Make a verbatim copy of all the records.

=-=-=

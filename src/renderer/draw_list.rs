//! Recording surface for tests and headless runs

use glam::Vec2;

use super::Surface;

#[derive(Debug, Clone, PartialEq)]
pub enum DrawCommand {
    ClearRect {
        origin: Vec2,
        size: Vec2,
    },
    Circle {
        center: Vec2,
        radius: f32,
        color: String,
    },
    Text {
        text: String,
        pos: Vec2,
        font: String,
        color: String,
    },
}

/// Holds the commands of the most recent frame
///
/// A full-surface clear starts a new frame, so earlier commands are dropped.
#[derive(Debug, Clone, Default)]
pub struct DrawList {
    commands: Vec<DrawCommand>,
}

impl DrawList {
    pub fn new() -> Self {
        Self::default()
    }

    pub fn commands(&self) -> &[DrawCommand] {
        &self.commands
    }

    pub fn circles(&self) -> impl Iterator<Item = (Vec2, f32, &str)> {
        self.commands.iter().filter_map(|cmd| match cmd {
            DrawCommand::Circle {
                center,
                radius,
                color,
            } => Some((*center, *radius, color.as_str())),
            _ => None,
        })
    }

    pub fn texts(&self) -> impl Iterator<Item = &str> {
        self.commands.iter().filter_map(|cmd| match cmd {
            DrawCommand::Text { text, .. } => Some(text.as_str()),
            _ => None,
        })
    }
}

impl Surface for DrawList {
    fn clear_rect(&mut self, origin: Vec2, size: Vec2) {
        self.commands.clear();
        self.commands.push(DrawCommand::ClearRect { origin, size });
    }

    fn fill_circle(&mut self, center: Vec2, radius: f32, color: &str) {
        self.commands.push(DrawCommand::Circle {
            center,
            radius,
            color: color.to_string(),
        });
    }

    fn fill_text(&mut self, text: &str, pos: Vec2, font: &str, color: &str) {
        self.commands.push(DrawCommand::Text {
            text: text.to_string(),
            pos,
            font: font.to_string(),
            color: color.to_string(),
        });
    }
}

#[cfg(test)]
mod tests {
    use super::*;

    #[test]
    fn test_clear_starts_new_frame() {
        let mut list = DrawList::new();
        list.fill_circle(Vec2::ONE, 3.0, "red");
        list.fill_text("hi", Vec2::ZERO, "10px Arial", "black");
        assert_eq!(list.commands().len(), 2);

        list.clear_rect(Vec2::ZERO, Vec2::new(10.0, 10.0));
        assert_eq!(list.commands().len(), 1);
        assert_eq!(list.circles().count(), 0);
        assert_eq!(list.texts().count(), 0);
    }
}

=-=-=

Result below
filename src/renderer/draw_list.rs
//! Recording surface for tests and headless runs

use glam::Vec2;

use super::Surface;

#[derive(Debug, Clone, PartialEq)]
pub enum DrawCommand {
    ClearRect {
        origin: Vec2,
        size: Vec2,
    },
    Circle {
        center: Vec2,
        radius: f32,
        color: String,
    },
    Text {
        text: String,
        pos: Vec2,
        font: String,
        color: String,
    },
}

/// Holds the commands of the most recent frame
///
/// A full-surface clear starts a new frame, so earlier commands are dropped.
#[derive(Debug, Clone, Default)]
pub struct DrawList {
    commands: Vec<DrawCommand>,
}

impl DrawList {
    pub fn new() -> Self {
        Self::default()
    }

    pub fn commands(&self) -> &[DrawCommand] {
        &self.commands
    }

    pub fn circles(&self) -> impl Iterator<Item = (Vec2, f32, &str)> {
        self.commands.iter().filter_map(|cmd| match cmd {
            DrawCommand::Circle {
                center,
                radius,
                color,
            } => Some((*center, *radius, color.as_str())),
            _ => None,
        })
    }

    pub fn texts(&self) -> impl Iterator<Item = &str> {
        self.commands.iter().filter_map(|cmd| match cmd {
            DrawCommand::Text { text, .. } => Some(text.as_str()),
            _ => None,
        })
    }
}

impl Surface for DrawList {
    fn clear_rect(&mut self, origin: Vec2, size: Vec2) {
        self.commands.clear();
        self.commands.push(DrawCommand::ClearRect { origin, size });
    }

    fn fill_circle(&mut self, center: Vec2, radius: f32, color: &str) {
        self.commands.push(DrawCommand::Circle {
            center,
            radius,
            color: color.to_string(),
        });
    }

    fn fill_text(&mut self, text: &str, pos: Vec2, font: &str, color: &str) {
        self.commands.push(DrawCommand::Text {
            text: text.to_string(),
            pos,
            font: font.to_string(),
            color: color.to_string(),
        });
    }
}

#[cfg(test)]
mod tests {
    use super::*;

    #[test]
    fn test_clear_starts_new_frame() {
        let mut list = DrawList::new();
        list.fill_circle(Vec2::ONE, 3.0, "red");
        list.fill_text("hi", Vec2::ZERO, "10px Arial", "black");
        assert_eq!(list.commands().len(), 2);

        list.clear_rect(Vec2::ZERO, Vec2::new(10.0, 10.0));
        assert_eq!(list.commands().len(), 1);
        assert_eq!(list.circles().count(), 0);
        assert_eq!(list.texts().count(), 0);
    }
}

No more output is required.